▶ What you will do
From the entries that follow, copy each line containing the word "feature".
*** Block opens ***
//! # Session State Machine
//!
//! Single authority over the connector's authentication state.
//!
//! ## Overview
//!
//! Several asynchronous signals compete to change the session: the
//! authorization redirect, background token refresh, explicit re-validation
//! and upload failures. They all enter through one serialized transition
//! entry point guarded by a mutex, and each carries the [`Generation`] it was
//! produced under. Inputs older than the current generation are dropped as
//! stale, so a late completion can never overwrite a newer decision.
//!
//! ## Notifications
//!
//! Emitted on the [`EventBus`] while the writer lock is held, so subscribers
//! observe them in acceptance order:
//!
//! - `SessionChanged` whenever the `is_authenticated` projection flips
//! - `ReconnectRequired` on every entry into `Unauthenticated`
//! - `StateChanged` for every accepted transition
//! - `Validated` when the provider accepts the credential
//!
//! ## Usage
//!
//! ```no_run
//! use core_auth::{SessionStateMachine, TokenStore};
//! use core_runtime::config::SessionConfig;
//! use core_runtime::events::EventBus;
//! use std::sync::Arc;
//! # use bridge_traits::{ProviderClient, SecureStore, SystemClock};
//! # async fn example(store: Arc<dyn SecureStore>, provider: Arc<dyn ProviderClient>) {
//! let session = SessionStateMachine::new(
//!     TokenStore::new(store, "receipt-connector.session"),
//!     provider,
//!     EventBus::new(100),
//!     Arc::new(SystemClock),
//!     SessionConfig::default(),
//! );
//!
//! // Optimistically connected if a token was stored; validation runs in the background
//! let snapshot = session.restore();
//! session.await_pending_validation().await;
//! println!("connected: {}", session.is_authenticated() && snapshot.is_authenticated);
//! # }
//! ```

use crate::error::{AuthError, Result};
use crate::token_store::TokenStore;
use crate::types::{
    AccessToken, Credentials, Generation, SessionSnapshot, SessionState, TransitionOutcome,
};
use bridge_traits::provider::{Identity, ProviderClient, ProviderResult};
use bridge_traits::clock::Clock;
use chrono::{DateTime, Utc};
use core_runtime::config::SessionConfig;
use core_runtime::events::{CoreEvent, EventBus, SessionEvent};
use parking_lot::Mutex;
use std::future::Future;
use std::sync::Arc;
use tokio::task::JoinHandle;
use tokio::time::timeout;
use tracing::{debug, info, instrument, warn};
use thiserror::Error;

/// Failures while assembling the runtime: configuration and logging setup.
#[derive(Error, Debug)]
pub enum Error {
    #[error("Invalid configuration: {0}")]
    Config(String),

    #[error("{capability} is required: {message}")]
    CapabilityMissing { capability: String, message: String },

    #[error("Logging setup failed: {0}")]
    Logging(String),
}

pub type Result<T> = std::result::Result<T, Error>;
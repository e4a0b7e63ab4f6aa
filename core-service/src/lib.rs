//! # Connector Service
//!
//! Façade host applications talk to. It wires the host-provided bridges
//! from a [`CoreConfig`] into the session, authorization flow, upload
//! coordinator and capture log, and exposes capture → upload as one call.
//!
//! ## Usage
//!
//! ```ignore
//! use core_runtime::config::{CoreConfig, ProviderApiConfig};
//! use core_service::ConnectorService;
//!
//! let config = CoreConfig::builder()
//!     .provider_client(client)
//!     .provider_api(ProviderApiConfig::from_env()?)
//!     .build()?;
//!
//! let service = ConnectorService::bootstrap(config).await?;
//! if !service.is_connected() {
//!     service.connect()?;
//! }
//!
//! // Later, from the URL handler registered for the redirect scheme:
//! service.handle_redirect(&callback_url);
//!
//! let job = service.capture(jpeg_bytes).await?;
//! ```
//!
//! Desktop apps typically enable the `desktop-shims` feature, which supplies
//! keychain storage, a tokio filesystem and the system browser as defaults.

pub mod error;

pub use error::{CoreError, Result};

#[cfg(all(feature = "desktop-shims", not(target_arch = "wasm32")))]
pub use bridge_desktop::{KeyringSecureStore, TokioFileSystem, WebBrowserPresenter};

use std::path::PathBuf;
use std::sync::Arc;

use bridge_traits::{AuthorizationPresenter, Clock, FileSystemAccess};
use bytes::Bytes;
use core_auth::{AuthorizationFlow, SessionSnapshot, SessionStateMachine, TokenStore};
use core_runtime::config::CoreConfig;
use core_runtime::events::{EventBus, EventStream};
use core_upload::{capture_filename, CaptureLog, CaptureLogEntry, UploadCoordinator, UploadJob};
use tracing::{info, instrument, warn};
use url::Url;

/// Primary façade exposed to host applications.
///
/// Cheap to clone; all clones share one session.
#[derive(Clone)]
pub struct ConnectorService {
    inner: Arc<ServiceInner>,
}

struct ServiceInner {
    session: SessionStateMachine,
    flow: AuthorizationFlow,
    uploads: UploadCoordinator,
    capture_log: CaptureLog,
    event_bus: EventBus,
    file_system: Arc<dyn FileSystemAccess>,
    presenter: Arc<dyn AuthorizationPresenter>,
    clock: Arc<dyn Clock>,
}

impl ConnectorService {
    /// Build the service from `config`.
    ///
    /// Loads the capture log and restores a persisted session. A restored
    /// session is reported as connected right away while its validation runs
    /// in the background.
    #[instrument(skip(config))]
    pub async fn bootstrap(config: CoreConfig) -> Result<Self> {
        config.validate()?;

        let event_bus = EventBus::new(config.event_buffer_size);
        let token_store = TokenStore::new(
            config.secure_store.clone(),
            config.provider_api.app_identifier.clone(),
        );
        let session = SessionStateMachine::new(
            token_store,
            config.provider_client.clone(),
            event_bus.clone(),
            config.clock.clone(),
            config.session,
        );
        let flow = AuthorizationFlow::new(
            config.provider_api.clone(),
            session.clone(),
            config.clock.clone(),
        );
        let uploads = UploadCoordinator::new(
            session.clone(),
            config.provider_client.clone(),
            event_bus.clone(),
            config.clock.clone(),
            config.upload.clone(),
        );

        let data_dir = config.file_system.get_data_directory().await?;
        config.file_system.create_dir_all(&data_dir).await?;

        let capture_log = CaptureLog::new(
            config.file_system.clone(),
            config.upload.capture_log_file.clone(),
        );
        let captures = capture_log.load().await?;

        let snapshot = session.restore();
        info!(
            state = %snapshot.state,
            captures,
            "Connector service started"
        );

        Ok(Self {
            inner: Arc::new(ServiceInner {
                session,
                flow,
                uploads,
                capture_log,
                event_bus,
                file_system: config.file_system,
                presenter: config.presenter,
                clock: config.clock,
            }),
        })
    }

    pub fn session(&self) -> &SessionStateMachine {
        &self.inner.session
    }

    pub fn authorization(&self) -> &AuthorizationFlow {
        &self.inner.flow
    }

    pub fn uploads(&self) -> &UploadCoordinator {
        &self.inner.uploads
    }

    pub fn event_bus(&self) -> &EventBus {
        &self.inner.event_bus
    }

    /// Subscribe to session and upload events. Drop the stream to unsubscribe.
    pub fn subscribe(&self) -> EventStream {
        EventStream::new(self.inner.event_bus.subscribe())
    }

    pub fn snapshot(&self) -> SessionSnapshot {
        self.inner.session.snapshot()
    }

    pub fn is_connected(&self) -> bool {
        self.inner.session.is_authenticated()
    }

    /// Open the provider's sign-in page with the configured presenter.
    pub fn connect(&self) -> Result<Url> {
        Ok(self.inner.flow.begin(self.inner.presenter.as_ref())?)
    }

    /// Forward a callback URL to the authorization flow.
    ///
    /// Returns `false` if the URL was not an expected callback.
    pub fn handle_redirect(&self, url: &str) -> bool {
        self.inner.flow.handle_redirect(url)
    }

    /// Abandon a pending authorization attempt.
    pub fn cancel_connect(&self) -> bool {
        self.inner.flow.cancel()
    }

    /// Forget the stored credential.
    pub fn disconnect(&self) {
        self.inner.session.sign_out();
    }

    /// Keep a captured receipt and upload it.
    ///
    /// The file is written to the data directory and logged before the
    /// upload starts, so a failed upload can be retried later with
    /// [`retry_capture`](Self::retry_capture). Upload failures are reported
    /// through the returned job, not as an error.
    #[instrument(skip(self, bytes), fields(size = bytes.len()))]
    pub async fn capture(&self, bytes: Bytes) -> Result<UploadJob> {
        let timestamp = self.inner.clock.now();
        let filename = capture_filename(timestamp);

        let path = self.capture_path(&filename).await?;
        self.inner.file_system.write_file(&path, bytes.clone()).await?;
        self.inner
            .capture_log
            .record_capture(filename.clone(), timestamp)
            .await?;

        info!(filename = %filename, "Receipt captured");
        self.upload(bytes, &filename).await
    }

    /// Upload a previously captured receipt again as a new job.
    #[instrument(skip(self))]
    pub async fn retry_capture(&self, filename: &str) -> Result<UploadJob> {
        if filename.is_empty() || filename.contains(['/', '\\']) || filename == ".." {
            return Err(CoreError::CaptureNotFound(filename.to_string()));
        }

        let path = self.capture_path(filename).await?;
        let bytes = match self.inner.file_system.read_file(&path).await {
            Ok(bytes) => bytes,
            Err(e) if e.is_not_found() => {
                warn!(filename, "Captured file is missing");
                return Err(CoreError::CaptureNotFound(filename.to_string()));
            }
            Err(e) => return Err(e.into()),
        };

        self.upload(bytes, filename).await
    }

    /// All captures, oldest first
    pub async fn captures(&self) -> Vec<CaptureLogEntry> {
        self.inner.capture_log.entries().await
    }

    async fn upload(&self, bytes: Bytes, filename: &str) -> Result<UploadJob> {
        let job = self.inner.uploads.submit(bytes, filename).await;

        if let Some(status) = job.status_text() {
            self.inner.capture_log.record_status(filename, status).await?;
        }
        Ok(job)
    }

    async fn capture_path(&self, filename: &str) -> Result<PathBuf> {
        let dir = self.inner.file_system.get_data_directory().await?;
        Ok(dir.join(filename))
    }
}
use bridge_traits::TokenGrant;
use chrono::{DateTime, Duration, Utc};
use serde::{Deserialize, Serialize};
use std::fmt;

/// OAuth access credential.
///
/// Holds the bearer token handed out by the provider, the optional refresh
/// credential and the expiry hint. Long-lived tokens carry no expiry.
///
/// # Security
///
/// Tokens should be stored securely and never logged. The `Debug` implementation
/// redacts sensitive information.
///
/// # Examples
///
/// ```
/// use core_auth::AccessToken;
/// use chrono::{Duration, Utc};
///
/// let now = Utc::now();
/// let token = AccessToken::new("sl.abc").with_expires_at(now + Duration::hours(4));
///
/// assert!(!token.is_expired_at(now));
/// assert!(token.expires_within(now, Duration::hours(5)));
/// ```
#[derive(Clone, PartialEq, Eq, Serialize, Deserialize)]
pub struct AccessToken {
    secret: String,
    #[serde(default)]
    refresh_token: Option<String>,
    #[serde(default)]
    expires_at: Option<DateTime<Utc>>,
}

impl AccessToken {
    pub fn new(secret: impl Into<String>) -> Self {
        Self {
            secret: secret.into(),
            refresh_token: None,
            expires_at: None,
        }
    }

    pub fn with_refresh_token(mut self, refresh_token: impl Into<String>) -> Self {
        self.refresh_token = Some(refresh_token.into());
        self
    }

    pub fn with_expires_at(mut self, expires_at: DateTime<Utc>) -> Self {
        self.expires_at = Some(expires_at);
        self
    }

    /// Sets the expiry from a relative `expires_in` value in seconds.
    ///
    /// Returns `None` for negative values and for values past the
    /// representable date range.
    pub fn with_expires_in(self, now: DateTime<Utc>, expires_in: i64) -> Option<Self> {
        if expires_in < 0 {
            return None;
        }
        let expires_at = now.checked_add_signed(Duration::try_seconds(expires_in)?)?;
        Some(self.with_expires_at(expires_at))
    }

    /// The bearer credential sent to the provider
    pub fn secret(&self) -> &str {
        &self.secret
    }

    pub fn refresh_token(&self) -> Option<&str> {
        self.refresh_token.as_deref()
    }

    pub fn expires_at(&self) -> Option<DateTime<Utc>> {
        self.expires_at
    }

    /// Tokens without an expiry hint never expire locally.
    pub fn is_expired_at(&self, now: DateTime<Utc>) -> bool {
        self.expires_at.is_some_and(|expires_at| now >= expires_at)
    }

    /// Whether the token expires before `now + buffer`.
    pub fn expires_within(&self, now: DateTime<Utc>, buffer: Duration) -> bool {
        self.expires_at
            .is_some_and(|expires_at| now + buffer >= expires_at)
    }

    /// Builds the token that replaces `self` after a refresh-token exchange.
    ///
    /// Providers that do not rotate refresh credentials return none, in which
    /// case the current one is kept.
    pub fn refreshed(&self, grant: TokenGrant) -> Self {
        Self {
            secret: grant.access_token,
            refresh_token: grant.refresh_token.or_else(|| self.refresh_token.clone()),
            expires_at: grant.expires_at,
        }
    }
}

// Custom Debug implementation to avoid logging tokens
impl fmt::Debug for AccessToken {
    fn fmt(&self, f: &mut fmt::Formatter<'_>) -> fmt::Result {
        f.debug_struct("AccessToken")
            .field("secret", &"[REDACTED]")
            .field(
                "refresh_token",
                &self.refresh_token.as_ref().map(|_| "[REDACTED]"),
            )
            .field("expires_at", &self.expires_at)
            .finish()
    }
}

/// Connection state of the session.
///
/// # State Transitions
///
/// ```text
/// Unauthenticated -> Authenticating -> Authenticated
///        ^                 |             ^   |
///        |                 |             |   v
///        +-----------------+-------- Refreshing
/// ```
///
/// Any state falls back to `Unauthenticated` when the provider rejects the
/// credential.
#[derive(Debug, Clone, Copy, PartialEq, Eq, Hash, Serialize, Deserialize, Default)]
pub enum SessionState {
    /// No usable credential
    #[default]
    Unauthenticated,
    /// The user is on the provider's authorization page
    Authenticating,
    /// A credential is held and believed valid
    Authenticated,
    /// A refresh-token exchange is in flight
    Refreshing,
}

impl SessionState {
    pub fn as_str(&self) -> &'static str {
        match self {
            SessionState::Unauthenticated => "unauthenticated",
            SessionState::Authenticating => "authenticating",
            SessionState::Authenticated => "authenticated",
            SessionState::Refreshing => "refreshing",
        }
    }

    /// Whether the state holds a credential at all.
    pub fn holds_token(&self) -> bool {
        matches!(self, SessionState::Authenticated | SessionState::Refreshing)
    }
}

impl fmt::Display for SessionState {
    fn fmt(&self, f: &mut fmt::Formatter<'_>) -> fmt::Result {
        f.write_str(self.as_str())
    }
}

/// Monotonic tag attached to every transition input.
///
/// Inputs produced under an older generation than the current one are stale
/// and dropped.
#[derive(Debug, Clone, Copy, PartialEq, Eq, PartialOrd, Ord, Hash, Default, Serialize, Deserialize)]
pub struct Generation(u64);

impl Generation {
    pub const INITIAL: Generation = Generation(0);

    pub fn new(value: u64) -> Self {
        Self(value)
    }

    pub fn value(&self) -> u64 {
        self.0
    }

    /// Generation assigned by an accepted transition tagged `tag`.
    pub fn advance(self, tag: Generation) -> Generation {
        Generation(self.0.max(tag.0).saturating_add(1))
    }
}

impl fmt::Display for Generation {
    fn fmt(&self, f: &mut fmt::Formatter<'_>) -> fmt::Result {
        write!(f, "{}", self.0)
    }
}

/// Point-in-time view of the session.
#[derive(Debug, Clone, Copy, PartialEq, Eq, Serialize, Deserialize)]
pub struct SessionSnapshot {
    pub state: SessionState,
    pub is_authenticated: bool,
    pub is_refreshing: bool,
    pub generation: Generation,
}

/// Result of feeding one input into the state machine.
#[derive(Debug, Clone, Copy, PartialEq, Eq)]
pub enum TransitionOutcome {
    /// The input was accepted and changed the state.
    Applied {
        from: SessionState,
        to: SessionState,
        generation: Generation,
    },
    /// The input was tagged with an outdated generation.
    Stale {
        tag: Generation,
        current: Generation,
    },
    /// The input does not apply to the current state.
    Ignored { state: SessionState },
}

impl TransitionOutcome {
    pub fn is_applied(&self) -> bool {
        matches!(self, TransitionOutcome::Applied { .. })
    }

    pub fn is_stale(&self) -> bool {
        matches!(self, TransitionOutcome::Stale { .. })
    }
}

/// Credential handed to a provider call together with the generation it was
/// read under.
#[derive(Debug, Clone)]
pub struct Credentials {
    pub token: AccessToken,
    pub generation: Generation,
}

#[cfg(test)]
mod tests {
    use super::*;

    #[test]
    fn test_token_without_expiry_never_expires() {
        let token = AccessToken::new("sl.abc");
        let now = Utc::now();
        assert!(!token.is_expired_at(now + Duration::days(3650)));
        assert!(!token.expires_within(now, Duration::minutes(5)));
    }

    #[test]
    fn test_token_expiry_buffer() {
        let now = Utc::now();
        let token = AccessToken::new("sl.abc").with_expires_at(now + Duration::minutes(3));

        assert!(!token.is_expired_at(now));
        assert!(token.expires_within(now, Duration::minutes(5)));
        assert!(!token.expires_within(now, Duration::minutes(1)));
        assert!(token.is_expired_at(now + Duration::minutes(3)));
    }

    #[test]
    fn test_with_expires_in() {
        let now = Utc::now();
        let token = AccessToken::new("sl.abc")
            .with_expires_in(now, 14400)
            .unwrap();
        assert_eq!(token.expires_at(), Some(now + Duration::seconds(14400)));

        assert!(AccessToken::new("sl.abc").with_expires_in(now, -1).is_none());
        assert!(AccessToken::new("sl.abc")
            .with_expires_in(now, 1_000_000_000_000_000)
            .is_none());
        assert!(AccessToken::new("sl.abc")
            .with_expires_in(now, i64::MAX)
            .is_none());
    }

    #[test]
    fn test_token_debug_redacts_secrets() {
        let token = AccessToken::new("sl.very-secret").with_refresh_token("refresh-secret");
        let debug = format!("{:?}", token);

        assert!(!debug.contains("sl.very-secret"));
        assert!(!debug.contains("refresh-secret"));
        assert!(debug.contains("[REDACTED]"));
    }

    #[test]
    fn test_refreshed_keeps_refresh_token_when_not_rotated() {
        let now = Utc::now();
        let token = AccessToken::new("old").with_refresh_token("r1");

        let grant = TokenGrant {
            access_token: "new".to_string(),
            refresh_token: None,
            expires_at: Some(now + Duration::hours(4)),
        };
        let refreshed = token.refreshed(grant);

        assert_eq!(refreshed.secret(), "new");
        assert_eq!(refreshed.refresh_token(), Some("r1"));
        assert_eq!(refreshed.expires_at(), Some(now + Duration::hours(4)));

        let rotated = refreshed.refreshed(TokenGrant {
            access_token: "newer".to_string(),
            refresh_token: Some("r2".to_string()),
            expires_at: None,
        });
        assert_eq!(rotated.refresh_token(), Some("r2"));
    }

    #[test]
    fn test_token_deserializes_without_optional_fields() {
        let token: AccessToken = serde_json::from_str(r#"{"secret":"sl.abc"}"#).unwrap();
        assert_eq!(token, AccessToken::new("sl.abc"));
    }

    #[test]
    fn test_generation_advance() {
        let current = Generation::new(3);
        assert_eq!(current.advance(Generation::new(3)), Generation::new(4));
        assert_eq!(current.advance(Generation::new(7)), Generation::new(8));
        assert_eq!(Generation::INITIAL.advance(Generation::INITIAL).value(), 1);
    }

    #[test]
    fn test_session_state_display() {
        assert_eq!(SessionState::default(), SessionState::Unauthenticated);
        assert_eq!(SessionState::Refreshing.to_string(), "refreshing");
        assert!(SessionState::Refreshing.holds_token());
        assert!(!SessionState::Authenticating.holds_token());
    }

    #[test]
    fn test_transition_outcome_helpers() {
        let applied = TransitionOutcome::Applied {
            from: SessionState::Unauthenticated,
            to: SessionState::Authenticating,
            generation: Generation::new(1),
        };
        assert!(applied.is_applied());
        assert!(!applied.is_stale());

        let stale = TransitionOutcome::Stale {
            tag: Generation::new(1),
            current: Generation::new(2),
        };
        assert!(stale.is_stale());
    }
}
*** Block closes ***
▶ Exercise solution
//! Desktop apps typically enable the `desktop-shims` feature, which supplies
#[cfg(all(feature = "desktop-shims", not(target_arch = "wasm32")))]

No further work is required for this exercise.